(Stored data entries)

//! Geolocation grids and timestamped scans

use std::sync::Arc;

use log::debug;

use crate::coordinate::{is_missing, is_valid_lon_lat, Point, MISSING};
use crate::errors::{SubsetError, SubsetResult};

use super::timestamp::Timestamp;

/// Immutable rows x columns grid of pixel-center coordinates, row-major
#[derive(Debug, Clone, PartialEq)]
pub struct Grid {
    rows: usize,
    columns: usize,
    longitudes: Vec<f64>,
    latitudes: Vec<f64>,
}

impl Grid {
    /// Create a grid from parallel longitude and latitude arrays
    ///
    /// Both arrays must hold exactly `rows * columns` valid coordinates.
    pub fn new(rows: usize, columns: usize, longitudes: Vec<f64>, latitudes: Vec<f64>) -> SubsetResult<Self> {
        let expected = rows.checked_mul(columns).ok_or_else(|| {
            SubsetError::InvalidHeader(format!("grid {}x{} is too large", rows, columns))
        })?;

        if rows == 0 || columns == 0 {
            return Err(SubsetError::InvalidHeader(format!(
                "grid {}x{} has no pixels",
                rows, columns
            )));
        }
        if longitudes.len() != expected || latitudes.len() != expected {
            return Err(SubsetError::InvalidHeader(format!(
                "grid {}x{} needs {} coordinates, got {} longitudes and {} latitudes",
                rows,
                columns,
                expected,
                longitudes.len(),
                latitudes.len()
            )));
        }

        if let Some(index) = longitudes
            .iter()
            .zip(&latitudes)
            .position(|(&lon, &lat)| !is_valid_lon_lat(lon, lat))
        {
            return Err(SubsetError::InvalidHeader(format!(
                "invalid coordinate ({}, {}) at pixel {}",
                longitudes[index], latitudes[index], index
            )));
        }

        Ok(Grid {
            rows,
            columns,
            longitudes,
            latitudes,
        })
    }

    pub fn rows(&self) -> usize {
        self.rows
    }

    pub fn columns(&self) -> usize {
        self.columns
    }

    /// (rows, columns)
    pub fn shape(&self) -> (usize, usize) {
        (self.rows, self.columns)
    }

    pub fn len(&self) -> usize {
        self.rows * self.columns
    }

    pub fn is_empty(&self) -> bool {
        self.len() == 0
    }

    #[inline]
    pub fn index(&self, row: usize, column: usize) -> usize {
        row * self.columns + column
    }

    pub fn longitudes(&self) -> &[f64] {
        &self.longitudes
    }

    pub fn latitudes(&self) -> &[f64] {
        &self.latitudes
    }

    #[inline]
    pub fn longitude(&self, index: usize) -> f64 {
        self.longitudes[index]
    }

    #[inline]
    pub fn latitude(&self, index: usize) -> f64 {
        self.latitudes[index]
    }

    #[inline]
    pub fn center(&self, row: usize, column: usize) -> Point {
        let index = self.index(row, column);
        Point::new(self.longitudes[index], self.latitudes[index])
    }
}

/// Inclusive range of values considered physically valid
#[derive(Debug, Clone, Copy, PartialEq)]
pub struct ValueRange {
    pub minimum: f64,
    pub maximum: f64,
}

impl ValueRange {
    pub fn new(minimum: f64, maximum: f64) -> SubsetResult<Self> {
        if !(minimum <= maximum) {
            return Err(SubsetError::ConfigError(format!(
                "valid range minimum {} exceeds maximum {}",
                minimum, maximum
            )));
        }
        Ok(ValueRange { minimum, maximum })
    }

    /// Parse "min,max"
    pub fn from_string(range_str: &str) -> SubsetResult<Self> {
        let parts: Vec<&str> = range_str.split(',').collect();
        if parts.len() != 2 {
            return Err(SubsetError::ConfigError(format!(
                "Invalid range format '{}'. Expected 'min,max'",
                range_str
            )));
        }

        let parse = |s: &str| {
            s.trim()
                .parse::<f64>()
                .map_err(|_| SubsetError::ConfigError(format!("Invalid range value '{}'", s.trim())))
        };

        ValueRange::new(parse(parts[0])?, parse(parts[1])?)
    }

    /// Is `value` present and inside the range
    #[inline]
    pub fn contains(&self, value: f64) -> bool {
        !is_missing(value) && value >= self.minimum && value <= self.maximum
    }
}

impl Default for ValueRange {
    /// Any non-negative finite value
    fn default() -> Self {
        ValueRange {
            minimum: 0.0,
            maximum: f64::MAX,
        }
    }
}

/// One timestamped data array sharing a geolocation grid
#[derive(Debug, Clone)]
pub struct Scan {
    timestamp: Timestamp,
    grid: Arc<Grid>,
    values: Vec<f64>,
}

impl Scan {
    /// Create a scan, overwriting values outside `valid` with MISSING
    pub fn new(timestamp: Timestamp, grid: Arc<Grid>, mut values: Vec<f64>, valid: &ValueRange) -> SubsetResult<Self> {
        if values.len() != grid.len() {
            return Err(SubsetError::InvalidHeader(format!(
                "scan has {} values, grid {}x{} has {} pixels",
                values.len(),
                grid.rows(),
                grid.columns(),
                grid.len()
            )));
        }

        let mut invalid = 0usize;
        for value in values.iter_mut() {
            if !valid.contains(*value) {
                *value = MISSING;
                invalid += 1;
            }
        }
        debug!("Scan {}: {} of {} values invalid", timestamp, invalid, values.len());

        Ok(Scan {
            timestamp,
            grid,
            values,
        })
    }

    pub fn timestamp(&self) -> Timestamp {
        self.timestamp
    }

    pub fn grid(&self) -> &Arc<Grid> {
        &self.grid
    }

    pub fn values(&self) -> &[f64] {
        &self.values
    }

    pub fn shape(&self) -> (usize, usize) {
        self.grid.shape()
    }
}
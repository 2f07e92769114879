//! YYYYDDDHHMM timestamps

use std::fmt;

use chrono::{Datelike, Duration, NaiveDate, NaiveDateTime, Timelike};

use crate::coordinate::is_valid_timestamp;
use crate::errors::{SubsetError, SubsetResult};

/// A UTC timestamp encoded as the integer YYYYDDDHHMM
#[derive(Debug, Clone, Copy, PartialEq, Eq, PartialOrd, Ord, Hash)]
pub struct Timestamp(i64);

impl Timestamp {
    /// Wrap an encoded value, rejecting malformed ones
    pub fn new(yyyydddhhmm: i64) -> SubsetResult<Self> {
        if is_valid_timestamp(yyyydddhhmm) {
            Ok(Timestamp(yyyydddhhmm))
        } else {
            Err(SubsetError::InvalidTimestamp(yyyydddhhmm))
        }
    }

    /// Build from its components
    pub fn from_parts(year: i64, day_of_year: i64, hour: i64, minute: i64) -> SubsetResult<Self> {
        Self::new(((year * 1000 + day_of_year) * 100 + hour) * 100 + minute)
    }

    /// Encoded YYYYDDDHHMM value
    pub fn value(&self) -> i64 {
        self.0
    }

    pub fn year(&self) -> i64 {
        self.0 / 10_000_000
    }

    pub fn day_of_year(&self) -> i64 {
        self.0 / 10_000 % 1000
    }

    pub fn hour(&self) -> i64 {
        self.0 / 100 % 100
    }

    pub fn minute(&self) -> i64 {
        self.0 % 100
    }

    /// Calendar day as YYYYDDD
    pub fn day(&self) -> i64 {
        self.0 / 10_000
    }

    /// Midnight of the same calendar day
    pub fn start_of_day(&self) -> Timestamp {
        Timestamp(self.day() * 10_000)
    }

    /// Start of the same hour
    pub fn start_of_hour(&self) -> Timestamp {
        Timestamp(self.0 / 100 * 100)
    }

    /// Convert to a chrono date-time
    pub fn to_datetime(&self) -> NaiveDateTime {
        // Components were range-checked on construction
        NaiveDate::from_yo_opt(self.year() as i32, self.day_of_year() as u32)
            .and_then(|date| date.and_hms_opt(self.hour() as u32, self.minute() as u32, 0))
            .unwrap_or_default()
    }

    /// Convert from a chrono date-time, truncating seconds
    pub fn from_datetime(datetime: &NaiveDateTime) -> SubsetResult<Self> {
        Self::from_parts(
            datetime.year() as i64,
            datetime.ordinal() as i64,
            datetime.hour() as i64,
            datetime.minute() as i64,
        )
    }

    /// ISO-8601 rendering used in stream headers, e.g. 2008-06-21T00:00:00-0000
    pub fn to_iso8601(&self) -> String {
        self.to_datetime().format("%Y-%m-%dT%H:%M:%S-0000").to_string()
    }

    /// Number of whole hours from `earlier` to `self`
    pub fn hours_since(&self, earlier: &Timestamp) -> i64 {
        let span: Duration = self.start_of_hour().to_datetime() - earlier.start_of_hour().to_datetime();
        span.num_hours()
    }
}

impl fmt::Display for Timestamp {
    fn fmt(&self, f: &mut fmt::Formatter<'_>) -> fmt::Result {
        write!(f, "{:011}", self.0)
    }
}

▶ **Directions for this task**:
From the data above, output only the lines between the line containing "same calendar day" and the line containing "range-checked on construction", inclusive, exactly as written.

▶ **Finished exercise**:
    /// Midnight of the same calendar day
    pub fn start_of_day(&self) -> Timestamp {
        Timestamp(self.day() * 10_000)
    }

    /// Start of the same hour
    pub fn start_of_hour(&self) -> Timestamp {
        Timestamp(self.0 / 100 * 100)
    }

    /// Convert to a chrono date-time
    pub fn to_datetime(&self) -> NaiveDateTime {
        // Components were range-checked on construction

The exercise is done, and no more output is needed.